**TASK TO CARRY OUT**
Tally the lines below that contain "derive" and reply with only the tally.

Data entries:
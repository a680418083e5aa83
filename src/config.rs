//! Run-scoped configuration for the API client and the download manager.
//!
//! Both structs are built once at startup and handed to their consumers at
//! construction, so tests can point the client at a mock server and shrink
//! limits without touching global state.

use std::fmt;
use std::time::Duration;

use thiserror::Error;
use url::Url;

/// Default number of archive downloads allowed to run at once.
pub const DEFAULT_CONCURRENCY: usize = 5;

/// Default number of attempts per archive (including the first one).
pub const DEFAULT_MAX_ATTEMPTS: u32 = 3;

/// Default unit of the linear backoff between attempts (attempt `n` waits `n` units).
pub const DEFAULT_BACKOFF_BASE: Duration = Duration::from_secs(1);

/// Default TCP connect timeout for every request.
pub const DEFAULT_CONNECT_TIMEOUT: Duration = Duration::from_secs(30);

/// Default timeout for metadata requests (lookups, search, catalog pages).
pub const DEFAULT_API_TIMEOUT: Duration = Duration::from_secs(30);

/// Default timeout for a single archive request; archives can be large.
pub const DEFAULT_ARCHIVE_TIMEOUT: Duration = Duration::from_secs(30 * 60);

const MIN_CONCURRENCY: usize = 1;
const MAX_CONCURRENCY: usize = 100;
const MAX_ATTEMPTS_LIMIT: u32 = 10;

/// Configuration validation failures.
#[derive(Debug, Clone, Error, PartialEq, Eq)]
pub enum ConfigError {
    /// Base URL is empty or not an absolute http(s) URL.
    #[error("invalid hosting URL '{url}': {reason}\n  Suggestion: pass the instance root, e.g. https://gitlab.example.com")]
    InvalidBaseUrl {
        /// The rejected URL text.
        url: String,
        /// Why it was rejected.
        reason: String,
    },

    /// Concurrency outside the supported range.
    #[error("invalid concurrency value {value}: must be between 1 and 100")]
    InvalidConcurrency {
        /// The rejected value.
        value: usize,
    },

    /// Attempt bound outside the supported range.
    #[error("invalid max attempts {value}: must be between 1 and 10")]
    InvalidMaxAttempts {
        /// The rejected value.
        value: u32,
    },
}

/// Connection settings for the hosting API.
#[derive(Clone)]
pub struct ApiConfig {
    base_url: String,
    token: String,
    /// TCP connect timeout applied to every request.
    pub connect_timeout: Duration,
    /// Whole-request timeout for metadata requests.
    pub api_timeout: Duration,
    /// Whole-request timeout for a single archive attempt.
    pub archive_timeout: Duration,
}

impl ApiConfig {
    /// Creates a config for the instance at `base_url` using `token` as the
    /// `PRIVATE-TOKEN` header value.
    ///
    /// Trailing slashes and a trailing `/api/v4` are stripped so both
    /// `https://host` and `https://host/api/v4/` are accepted.
    ///
    /// # Errors
    ///
    /// Returns [`ConfigError::InvalidBaseUrl`] if the URL is empty, does not
    /// parse, or is not http/https.
    pub fn new(base_url: &str, token: impl Into<String>) -> Result<Self, ConfigError> {
        let trimmed = base_url.trim().trim_end_matches('/');
        let trimmed = trimmed.strip_suffix("/api/v4").unwrap_or(trimmed);
        if trimmed.is_empty() {
            return Err(ConfigError::InvalidBaseUrl {
                url: base_url.to_string(),
                reason: "URL is empty".to_string(),
            });
        }
        let parsed = Url::parse(trimmed).map_err(|e| ConfigError::InvalidBaseUrl {
            url: base_url.to_string(),
            reason: e.to_string(),
        })?;
        if !matches!(parsed.scheme(), "http" | "https") {
            return Err(ConfigError::InvalidBaseUrl {
                url: base_url.to_string(),
                reason: format!("unsupported scheme '{}'", parsed.scheme()),
            });
        }

        Ok(Self {
            base_url: trimmed.to_string(),
            token: token.into(),
            connect_timeout: DEFAULT_CONNECT_TIMEOUT,
            api_timeout: DEFAULT_API_TIMEOUT,
            archive_timeout: DEFAULT_ARCHIVE_TIMEOUT,
        })
    }

    /// Overrides the metadata request timeout.
    #[must_use]
    pub fn with_api_timeout(mut self, timeout: Duration) -> Self {
        self.api_timeout = timeout;
        self
    }

    /// Overrides the archive request timeout.
    #[must_use]
    pub fn with_archive_timeout(mut self, timeout: Duration) -> Self {
        self.archive_timeout = timeout;
        self
    }

    /// Instance root without trailing slash.
    #[must_use]
    pub fn base_url(&self) -> &str {
        &self.base_url
    }

    /// Root of the v4 REST API.
    #[must_use]
    pub fn api_root(&self) -> String {
        format!("{}/api/v4", self.base_url)
    }

    pub(crate) fn token(&self) -> &str {
        &self.token
    }
}

impl fmt::Debug for ApiConfig {
    fn fmt(&self, f: &mut fmt::Formatter<'_>) -> fmt::Result {
        f.debug_struct("ApiConfig")
            .field("base_url", &self.base_url)
            .field("token", &"<redacted>")
            .field("connect_timeout", &self.connect_timeout)
            .field("api_timeout", &self.api_timeout)
            .field("archive_timeout", &self.archive_timeout)
            .finish()
    }
}

/// Limits for the download manager.
#[derive(Debug, Clone, PartialEq, Eq)]
pub struct DownloadConfig {
    concurrency: usize,
    max_attempts: u32,
    backoff_base: Duration,
}

impl Default for DownloadConfig {
    fn default() -> Self {
        Self {
            concurrency: DEFAULT_CONCURRENCY,
            max_attempts: DEFAULT_MAX_ATTEMPTS,
            backoff_base: DEFAULT_BACKOFF_BASE,
        }
    }
}

impl DownloadConfig {
    /// Creates a validated download config.
    ///
    /// # Errors
    ///
    /// Returns [`ConfigError::InvalidConcurrency`] or
    /// [`ConfigError::InvalidMaxAttempts`] for out-of-range values.
    pub fn new(
        concurrency: usize,
        max_attempts: u32,
        backoff_base: Duration,
    ) -> Result<Self, ConfigError> {
        if !(MIN_CONCURRENCY..=MAX_CONCURRENCY).contains(&concurrency) {
            return Err(ConfigError::InvalidConcurrency { value: concurrency });
        }
        if !(1..=MAX_ATTEMPTS_LIMIT).contains(&max_attempts) {
            return Err(ConfigError::InvalidMaxAttempts {
                value: max_attempts,
            });
        }
        Ok(Self {
            concurrency,
            max_attempts,
            backoff_base,
        })
    }

    /// Maximum number of simultaneously active downloads.
    #[must_use]
    pub fn concurrency(&self) -> usize {
        self.concurrency
    }

    /// Attempts per archive, including the first.
    #[must_use]
    pub fn max_attempts(&self) -> u32 {
        self.max_attempts
    }

    /// Unit of the linear backoff.
    #[must_use]
    pub fn backoff_base(&self) -> Duration {
        self.backoff_base
    }
}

**EXERCISE RESULT**
3